Getting 401 error when using Twitch OAuth token in my backend API

I’m trying to build my own API that calls Twitch endpoints but I’m running into authentication issues. The flow works like this: user gets redirected to Twitch auth page, I get the bearer token back, then I send that token to my backend API in the request header.

The problem is that when my API tries to use this token to make requests to Twitch, I always get a 401 unauthorized error. The weird thing is that the exact same token works perfectly when I test it in Postman. I can’t figure out what’s going wrong.

Here’s how I’m trying to verify the token in my backend:

public async Task<bool> CheckTokenValidity()
{
    var result = await httpClient.GetAsync("https://id.twitch.tv/oauth2/validate");
    return result.StatusCode == HttpStatusCode.OK;
}

And here’s how I set up my HttpClient with the auth headers:

public StreamingApiService(IHeaderDictionary requestHeaders)
{
    StringValues authToken;
    StringValues appClientId;
    var tokenExists = requestHeaders.TryGetValue("Authorization", out authToken);
    var clientIdExists = requestHeaders.TryGetValue("Client-id", out appClientId);

    httpClient = new HttpClient();
    httpClient.DefaultRequestHeaders.Add("Accept", "application/json");

    if (tokenExists)
    {
        var cleanToken = authToken.ToString().Replace("Bearer", "");
        httpClient.DefaultRequestHeaders.Authorization = new AuthenticationHeaderValue("Bearer", cleanToken);
    }

    if (clientIdExists)
    {
        httpClient.DefaultRequestHeaders.Add("Client-ID", appClientId.ToString());
    }
}

Any ideas what could be causing this? Is there something wrong with how I’m handling the token?

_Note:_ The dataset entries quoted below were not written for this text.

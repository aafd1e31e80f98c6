//! Flags shared by every subcommand.
//!
//! Flattened into [`super::Cli`] with `global = true`, so
//! `edgeroute build -v` and `edgeroute -v build` mean the same thing.

use clap::Args;
use std::path::PathBuf;

#[derive(Debug, Args)]
pub struct GlobalArgs {
    /// Increase logging verbosity.
    ///
    /// `-v` logs each resolved rule set, `-vv` every collected route,
    /// `-vvv` everything. `RUST_LOG` overrides this.
    #[arg(
        short = 'v',
        long = "verbose",
        action = clap::ArgAction::Count,
        global = true,
        help = "Increase verbosity (-v, -vv, -vvv)",
        long_help = "Increase logging verbosity:
    (none)  - Warnings only (e.g. shadowed fallbacks)
    -v      - Info level (resolved rule counts, written paths)
    -vv     - Debug level (each collected and emitted route)
    -vvv    - Trace level"
    )]
    pub verbose: u8,

    /// Only print errors.
    #[arg(
        short = 'q',
        long = "quiet",
        global = true,
        conflicts_with = "verbose",
        help = "Suppress non-error output"
    )]
    pub quiet: bool,

    /// Disable ANSI colour codes.
    ///
    /// Honours `NO_COLOR` (see <https://no-color.org>).
    #[arg(
        long = "no-color",
        global = true,
        env = "NO_COLOR",
        help = "Disable colored output"
    )]
    pub no_color: bool,

    /// Configuration file path. Must exist when given, except for `init`.
    #[arg(
        short = 'c',
        long = "config",
        global = true,
        value_name = "FILE",
        help = "Configuration file path"
    )]
    pub config: Option<PathBuf>,

    /// How to render command output.
    #[arg(
        long = "output-format",
        global = true,
        value_enum,
        default_value = "auto",
        help = "Output format"
    )]
    pub output_format: OutputFormat,
}

/// How the CLI should render its output.
#[derive(Debug, Clone, Copy, Default, PartialEq, Eq, clap::ValueEnum)]
pub enum OutputFormat {
    /// Human on a terminal, plain otherwise (or `output.format` from config).
    #[default]
    Auto,
    /// Coloured, with status symbols.
    Human,
    /// No colour; stable for scripts.
    Plain,
    /// JSON on stdout.
    Json,
}
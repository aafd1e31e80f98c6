//! Application layer errors.
//!
//! These errors represent failures in orchestration and at the ports, not
//! routing logic. Routing errors are `DomainError` from `crate::domain`.

use std::path::PathBuf;
use thiserror::Error;

use crate::domain::Platform;
use crate::error::ErrorCategory;

/// Errors that occur while driving the routing pipeline.
#[derive(Debug, Error, Clone)]
pub enum ApplicationError {
    /// The manifest could not be read or parsed.
    #[error("Failed to load manifest from {origin}: {reason}")]
    ManifestLoad { origin: String, reason: String },

    /// The build output could not be inventoried.
    #[error("Failed to scan build output at {path}: {reason}")]
    ArtifactScan { path: PathBuf, reason: String },

    /// A platform emitter could not serialise the routes.
    #[error("Failed to emit {platform} routing config: {reason}")]
    EmissionFailed { platform: Platform, reason: String },

    /// Writing the document failed.
    #[error("Failed to write config document to {path}: {reason}")]
    SinkFailed { path: PathBuf, reason: String },

    /// In-memory adapter state is unusable (lock poisoned).
    #[error("Document sink lock poisoned")]
    SinkLockError,
}

impl ApplicationError {
    /// Get user-actionable suggestions.
    pub fn suggestions(&self) -> Vec<String> {
        match self {
            Self::ManifestLoad { origin, .. } => vec![
                format!("Could not read the manifest at: {}", origin),
                "Check that the build completed and wrote its route manifest".into(),
                "The manifest must be JSON: { \"routes\": [ ... ] }".into(),
            ],
            Self::ArtifactScan { path, .. } => vec![
                format!("Could not inspect: {}", path.display()),
                "Check that --output-dir points at the build output".into(),
            ],
            Self::EmissionFailed { platform, .. } => vec![
                format!("The {} emitter rejected the route table", platform),
                "This is likely a bug; please report it with the manifest".into(),
            ],
            Self::SinkFailed { path, .. } => vec![
                format!("Failed to write: {}", path.display()),
                "Check that you have write permissions".into(),
                "Ensure the output directory exists".into(),
            ],
            Self::SinkLockError => vec!["Retry the command".into()],
        }
    }

    /// Get error category.
    pub fn category(&self) -> ErrorCategory {
        match self {
            Self::ManifestLoad { .. } => ErrorCategory::NotFound,
            Self::ArtifactScan { .. } => ErrorCategory::NotFound,
            Self::EmissionFailed { .. } => ErrorCategory::Internal,
            Self::SinkFailed { .. } | Self::SinkLockError => ErrorCategory::Internal,
        }
    }
}
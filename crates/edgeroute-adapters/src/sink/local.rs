//! Local filesystem sink using std::fs.

use std::fs;
use std::io;
use std::path::{Path, PathBuf};

use tracing::debug;

use edgeroute_core::{
    application::{ApplicationError, ports::DocumentSink},
    domain::ConfigDocument,
    error::{EdgeRouteError, EdgeRouteResult},
};

/// Production sink writing `<dir>/<file_name>`.
///
/// The document is written to a sibling temp file and renamed into place,
/// so readers never observe a half-written config.
#[derive(Debug, Clone)]
pub struct LocalDocumentSink {
    dir: PathBuf,
}

impl LocalDocumentSink {
    pub fn new(dir: impl Into<PathBuf>) -> Self {
        Self { dir: dir.into() }
    }

    pub fn dir(&self) -> &Path {
        &self.dir
    }
}

impl DocumentSink for LocalDocumentSink {
    fn write(&self, document: &ConfigDocument) -> EdgeRouteResult<PathBuf> {
        fs::create_dir_all(&self.dir)
            .map_err(|e| map_io_error(&self.dir, e, "create directory"))?;

        let path = self.dir.join(&document.file_name);
        let staging = self.dir.join(format!(".{}.tmp", document.file_name));

        fs::write(&staging, &document.contents)
            .map_err(|e| map_io_error(&staging, e, "write file"))?;
        if let Err(e) = fs::rename(&staging, &path) {
            let _ = fs::remove_file(&staging);
            return Err(map_io_error(&path, e, "replace file"));
        }

        debug!(path = %path.display(), bytes = document.size(), "Document written");
        Ok(path)
    }
}

fn map_io_error(path: &Path, e: io::Error, operation: &str) -> EdgeRouteError {
    ApplicationError::SinkFailed {
        path: path.to_path_buf(),
        reason: format!("Failed to {}: {}", operation, e),
    }
    .into()
}
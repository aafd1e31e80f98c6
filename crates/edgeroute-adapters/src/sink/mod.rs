//! Document sinks.

mod local;
mod memory;

pub use local::LocalDocumentSink;
pub use memory::MemoryDocumentSink;
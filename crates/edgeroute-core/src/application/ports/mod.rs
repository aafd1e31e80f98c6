//! Application ports (traits) for external dependencies.
//!
//! In hexagonal architecture, ports define interfaces that the application
//! needs from the outside world. Adapters in `edgeroute-adapters` implement these.
//!
//! ## Port Types
//!
//! - **Driven (Output) Ports**: Called by application, implemented by infrastructure
//!   - `ManifestSource`: Route manifest ingestion
//!   - `ArtifactCatalog`: Build output inventory
//!   - `ConfigEmitter`: Platform-specific serialisation
//!   - `DocumentSink`: Persisting the emitted document
//!
//! - **Driving (Input) Ports**: Called by external world, implemented by application
//!   - (Defined in CLI layer, implemented by services)

pub mod output;

pub use output::{ArtifactCatalog, ConfigEmitter, DocumentSink, ManifestSource};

I experienced a similar issue recently and found it was related to how the token was parsed. Specifically, your authToken.ToString().Replace("Bearer", "") method does not account for the space after “Bearer”, resulting in a leading space in the token. You should modify it to: csharp var cleanToken = authToken.ToString().Replace("Bearer ", "").Trim(); The .Trim() is crucial because StringValues may introduce extra whitespace when converted to a string. I spent hours troubleshooting this due to invisible whitespace characters. Additionally, ensure that the Client-ID header is being correctly set, as the Twitch API usually requires both the bearer token and client ID for most requests. Adding debug logs can help verify that both headers are present and correctly formatted before sending the request.

check if your token has the right scopes for that endpoint. twitch throws a 401 even with valid tokens when scopes don’t match what the API expects. also, that replace(“bearer”, “”) line looks sketchy - you might be leaving whitespace that’s breaking auth.

Had this exact problem a few months back - drove me nuts until I figured out it was HttpClient instantiation. You’re creating a new HttpClient in your service constructor, which messes with connection pooling and header management. Use IHttpClientFactory instead, or make sure you’re not disposing HttpClient too early. Also spotted another issue - you’re hitting the validate endpoint but not actually using the response properly. That endpoint returns token details you should check, not just the status code. Tokens can look valid but be expired or missing scopes. One more thing: check if your backend’s modifying the Authorization header during processing. I’ve seen middleware strip or change auth headers without warning. Log the exact header values right before the Twitch API call and compare them to what works in Postman.